• **Stored data entries**
- Opening Delimiter -
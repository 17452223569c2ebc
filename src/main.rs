use std::net::SocketAddr;
use std::sync::Arc;

use sqlx::postgres::PgPoolOptions;
use tokio::signal;
use tracing_subscriber::EnvFilter;

use logboard::config::Config;
use logboard::store::PgLogStore;

#[tokio::main]
async fn main() -> Result<(), Box<dyn std::error::Error>> {
    // Load .env if present
    let _ = dotenvy::dotenv();

    let config = Config::from_env()?;

    tracing_subscriber::fmt()
        .with_env_filter(EnvFilter::try_from_default_env().unwrap_or_else(|_| {
            EnvFilter::new(&config.log_level)
        }))
        .init();

    tracing::info!("Starting logboard");

    let pool = PgPoolOptions::new()
        .max_connections(10)
        .connect(&config.database_url)
        .await?;

    if config.run_migrations {
        sqlx::migrate!("./migrations").run(&pool).await?;
        tracing::info!("Migrations applied");
    }

    let addr = SocketAddr::new(config.host, config.port);
    let app = logboard::build_app(Arc::new(PgLogStore::new(pool)), config);

    let listener = tokio::net::TcpListener::bind(addr).await?;
    tracing::info!("Listening on {addr}");

    axum::serve(listener, app)
        .with_graceful_shutdown(shutdown_signal())
        .await?;

    Ok(())
}

async fn shutdown_signal() {
    let ctrl_c = async {
        if let Err(e) = signal::ctrl_c().await {
            tracing::error!("Failed to install Ctrl+C handler: {e}");
            std::future::pending::<()>().await;
        }
    };

    #[cfg(unix)]
    let terminate = async {
        match signal::unix::signal(signal::unix::SignalKind::terminate()) {
            Ok(mut sig) => {
                sig.recv().await;
            }
            Err(e) => {
                tracing::error!("Failed to install SIGTERM handler: {e}");
                std::future::pending::<()>().await;
            }
        }
    };

    #[cfg(not(unix))]
    let terminate = std::future::pending::<()>();

    tokio::select! {
        _ = ctrl_c => {},
        _ = terminate => {},
    }

    tracing::info!("Shutdown signal received, starting graceful shutdown");
}
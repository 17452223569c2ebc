//! CSV export of every log matching the current filters.

use chrono::{DateTime, SecondsFormat, Utc};

use crate::error::AppError;
use crate::filter::LogFilters;
use crate::models::LogRecord;
use crate::query::LogQuery;
use crate::store::LogStore;

pub const CSV_HEADER: [&str; 7] = [
    "ID",
    "Action",
    "User",
    "IP Address",
    "User Agent",
    "Timestamp",
    "Metadata",
];

const USER_AGENT_MAX_CHARS: usize = 50;

#[derive(Debug, Clone)]
pub struct CsvExport {
    pub filename: String,
    pub body: String,
    pub rows: usize,
}

/// Fetches the whole filtered result set in one request, using the same
/// predicates as the paged list, and encodes it.
pub async fn export_logs(
    store: &dyn LogStore,
    filters: &LogFilters,
    now: DateTime<Utc>,
) -> Result<CsvExport, AppError> {
    let logs = store.query(&LogQuery::export(filters)).await?;
    Ok(CsvExport {
        filename: export_filename(now),
        body: encode_csv(&logs),
        rows: logs.len(),
    })
}

/// `debug-logs-2024-05-01T12:30:00.000Z.csv`
pub fn export_filename(now: DateTime<Utc>) -> String {
    format!(
        "debug-logs-{}.csv",
        now.to_rfc3339_opts(SecondsFormat::Millis, true)
    )
}

/// Header line followed by one line per record, joined with `\n`.
pub fn encode_csv(logs: &[LogRecord]) -> String {
    let mut lines = Vec::with_capacity(logs.len() + 1);
    lines.push(join_row(CSV_HEADER.iter().map(|s| s.to_string())));
    for log in logs {
        lines.push(join_row(row_fields(log)));
    }
    lines.join("\n")
}

fn row_fields(log: &LogRecord) -> [String; 7] {
    [
        log.id.to_string(),
        log.user_action.clone(),
        log.user_name.clone().unwrap_or_else(|| "Unknown".to_string()),
        log.ip_address.clone().unwrap_or_else(|| "N/A".to_string()),
        log.user_agent
            .as_deref()
            .map(|ua| ua.chars().take(USER_AGENT_MAX_CHARS).collect())
            .unwrap_or_else(|| "N/A".to_string()),
        format_timestamp(log.created_at),
        log.metadata.to_string(),
    ]
}

pub fn format_timestamp(ts: DateTime<Utc>) -> String {
    ts.format("%Y-%m-%d %H:%M:%S UTC").to_string()
}

fn join_row(fields: impl IntoIterator<Item = String>) -> String {
    fields
        .into_iter()
        .map(|f| csv_escape(&f))
        .collect::<Vec<_>>()
        .join(",")
}

fn csv_escape(s: &str) -> String {
    if s.contains(',') || s.contains('"') || s.contains('\n') || s.contains('\r') {
        format!("\"{}\"", s.replace('"', "\"\""))
    } else {
        s.to_string()
    }
}
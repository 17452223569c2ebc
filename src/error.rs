use axum::http::StatusCode;
use axum::response::{IntoResponse, Response};
use serde_json::json;

#[derive(Debug)]
pub enum AppError {
    NotFound(String),
    Unauthorized(String),
    Forbidden(String),
    BadRequest(String),
    Internal(String),
    Database(sqlx::Error),
}

impl std::fmt::Display for AppError {
    fn fmt(&self, f: &mut std::fmt::Formatter<'_>) -> std::fmt::Result {
        match self {
            AppError::NotFound(msg) => write!(f, "Not Found: {msg}"),
            AppError::Unauthorized(msg) => write!(f, "Unauthorized: {msg}"),
            AppError::Forbidden(msg) => write!(f, "Forbidden: {msg}"),
            AppError::BadRequest(msg) => write!(f, "Bad Request: {msg}"),
            AppError::Internal(msg) => write!(f, "Internal Error: {msg}"),
            AppError::Database(err) => write!(f, "Database Error: {err}"),
        }
    }
}

impl std::error::Error for AppError {}

impl IntoResponse for AppError {
    fn into_response(self) -> Response {
        let (status, message) = match &self {
            AppError::NotFound(msg) => (StatusCode::NOT_FOUND, msg.clone()),
            AppError::Unauthorized(msg) => (StatusCode::UNAUTHORIZED, msg.clone()),
            AppError::Forbidden(msg) => (StatusCode::FORBIDDEN, msg.clone()),
            AppError::BadRequest(msg) => (StatusCode::BAD_REQUEST, msg.clone()),
            AppError::Internal(msg) => {
                tracing::error!("Internal error: {msg}");
                (
                    StatusCode::INTERNAL_SERVER_ERROR,
                    "Internal server error".to_string(),
                )
            }
            AppError::Database(err) => {
                tracing::error!("Database error: {err}");
                (
                    StatusCode::INTERNAL_SERVER_ERROR,
                    "Internal server error".to_string(),
                )
            }
        };

        let body = json!({ "error": message });
        (status, axum::Json(body)).into_response()
    }
}

impl From<sqlx::Error> for AppError {
    fn from(err: sqlx::Error) -> Self {
        AppError::Database(err)
    }
}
- Closing Delimiter -
• **Required work**
Reproduce the data shown above exactly, including every line.

• **Task output**
repository 17452223569c2ebc
filename src/main.rs
use std::net::SocketAddr;
use std::sync::Arc;

use sqlx::postgres::PgPoolOptions;
use tokio::signal;
use tracing_subscriber::EnvFilter;

use logboard::config::Config;
use logboard::store::PgLogStore;

#[tokio::main]
async fn main() -> Result<(), Box<dyn std::error::Error>> {
    // Load .env if present
    let _ = dotenvy::dotenv();

    let config = Config::from_env()?;

    tracing_subscriber::fmt()
        .with_env_filter(EnvFilter::try_from_default_env().unwrap_or_else(|_| {
            EnvFilter::new(&config.log_level)
        }))
        .init();

    tracing::info!("Starting logboard");

    let pool = PgPoolOptions::new()
        .max_connections(10)
        .connect(&config.database_url)
        .await?;

    if config.run_migrations {
        sqlx::migrate!("./migrations").run(&pool).await?;
        tracing::info!("Migrations applied");
    }

    let addr = SocketAddr::new(config.host, config.port);
    let app = logboard::build_app(Arc::new(PgLogStore::new(pool)), config);

    let listener = tokio::net::TcpListener::bind(addr).await?;
    tracing::info!("Listening on {addr}");

    axum::serve(listener, app)
        .with_graceful_shutdown(shutdown_signal())
        .await?;

    Ok(())
}

async fn shutdown_signal() {
    let ctrl_c = async {
        if let Err(e) = signal::ctrl_c().await {
            tracing::error!("Failed to install Ctrl+C handler: {e}");
            std::future::pending::<()>().await;
        }
    };

    #[cfg(unix)]
    let terminate = async {
        match signal::unix::signal(signal::unix::SignalKind::terminate()) {
            Ok(mut sig) => {
                sig.recv().await;
            }
            Err(e) => {
                tracing::error!("Failed to install SIGTERM handler: {e}");
                std::future::pending::<()>().await;
            }
        }
    };

    #[cfg(not(unix))]
    let terminate = std::future::pending::<()>();

    tokio::select! {
        _ = ctrl_c => {},
        _ = terminate => {},
    }

    tracing::info!("Shutdown signal received, starting graceful shutdown");
}
repository 17452223569c2ebc
//! CSV export of every log matching the current filters.

use chrono::{DateTime, SecondsFormat, Utc};

use crate::error::AppError;
use crate::filter::LogFilters;
use crate::models::LogRecord;
use crate::query::LogQuery;
use crate::store::LogStore;

pub const CSV_HEADER: [&str; 7] = [
    "ID",
    "Action",
    "User",
    "IP Address",
    "User Agent",
    "Timestamp",
    "Metadata",
];

const USER_AGENT_MAX_CHARS: usize = 50;

#[derive(Debug, Clone)]
pub struct CsvExport {
    pub filename: String,
    pub body: String,
    pub rows: usize,
}

/// Fetches the whole filtered result set in one request, using the same
/// predicates as the paged list, and encodes it.
pub async fn export_logs(
    store: &dyn LogStore,
    filters: &LogFilters,
    now: DateTime<Utc>,
) -> Result<CsvExport, AppError> {
    let logs = store.query(&LogQuery::export(filters)).await?;
    Ok(CsvExport {
        filename: export_filename(now),
        body: encode_csv(&logs),
        rows: logs.len(),
    })
}

/// `debug-logs-2024-05-01T12:30:00.000Z.csv`
pub fn export_filename(now: DateTime<Utc>) -> String {
    format!(
        "debug-logs-{}.csv",
        now.to_rfc3339_opts(SecondsFormat::Millis, true)
    )
}

/// Header line followed by one line per record, joined with `\n`.
pub fn encode_csv(logs: &[LogRecord]) -> String {
    let mut lines = Vec::with_capacity(logs.len() + 1);
    lines.push(join_row(CSV_HEADER.iter().map(|s| s.to_string())));
    for log in logs {
        lines.push(join_row(row_fields(log)));
    }
    lines.join("\n")
}

fn row_fields(log: &LogRecord) -> [String; 7] {
    [
        log.id.to_string(),
        log.user_action.clone(),
        log.user_name.clone().unwrap_or_else(|| "Unknown".to_string()),
        log.ip_address.clone().unwrap_or_else(|| "N/A".to_string()),
        log.user_agent
            .as_deref()
            .map(|ua| ua.chars().take(USER_AGENT_MAX_CHARS).collect())
            .unwrap_or_else(|| "N/A".to_string()),
        format_timestamp(log.created_at),
        log.metadata.to_string(),
    ]
}

pub fn format_timestamp(ts: DateTime<Utc>) -> String {
    ts.format("%Y-%m-%d %H:%M:%S UTC").to_string()
}

fn join_row(fields: impl IntoIterator<Item = String>) -> String {
    fields
        .into_iter()
        .map(|f| csv_escape(&f))
        .collect::<Vec<_>>()
        .join(",")
}

fn csv_escape(s: &str) -> String {
    if s.contains(',') || s.contains('"') || s.contains('\n') || s.contains('\r') {
        format!("\"{}\"", s.replace('"', "\"\""))
    } else {
        s.to_string()
    }
}
repository 17452223569c2ebc
filename src/error.rs
use axum::http::StatusCode;
use axum::response::{IntoResponse, Response};
use serde_json::json;

#[derive(Debug)]
pub enum AppError {
    NotFound(String),
    Unauthorized(String),
    Forbidden(String),
    BadRequest(String),
    Internal(String),
    Database(sqlx::Error),
}

impl std::fmt::Display for AppError {
    fn fmt(&self, f: &mut std::fmt::Formatter<'_>) -> std::fmt::Result {
        match self {
            AppError::NotFound(msg) => write!(f, "Not Found: {msg}"),
            AppError::Unauthorized(msg) => write!(f, "Unauthorized: {msg}"),
            AppError::Forbidden(msg) => write!(f, "Forbidden: {msg}"),
            AppError::BadRequest(msg) => write!(f, "Bad Request: {msg}"),
            AppError::Internal(msg) => write!(f, "Internal Error: {msg}"),
            AppError::Database(err) => write!(f, "Database Error: {err}"),
        }
    }
}

impl std::error::Error for AppError {}

impl IntoResponse for AppError {
    fn into_response(self) -> Response {
        let (status, message) = match &self {
            AppError::NotFound(msg) => (StatusCode::NOT_FOUND, msg.clone()),
            AppError::Unauthorized(msg) => (StatusCode::UNAUTHORIZED, msg.clone()),
            AppError::Forbidden(msg) => (StatusCode::FORBIDDEN, msg.clone()),
            AppError::BadRequest(msg) => (StatusCode::BAD_REQUEST, msg.clone()),
            AppError::Internal(msg) => {
                tracing::error!("Internal error: {msg}");
                (
                    StatusCode::INTERNAL_SERVER_ERROR,
                    "Internal server error".to_string(),
                )
            }
            AppError::Database(err) => {
                tracing::error!("Database error: {err}");
                (
                    StatusCode::INTERNAL_SERVER_ERROR,
                    "Internal server error".to_string(),
                )
            }
        };

        let body = json!({ "error": message });
        (status, axum::Json(body)).into_response()
    }
}

impl From<sqlx::Error> for AppError {
    fn from(err: sqlx::Error) -> Self {
        AppError::Database(err)
    }
}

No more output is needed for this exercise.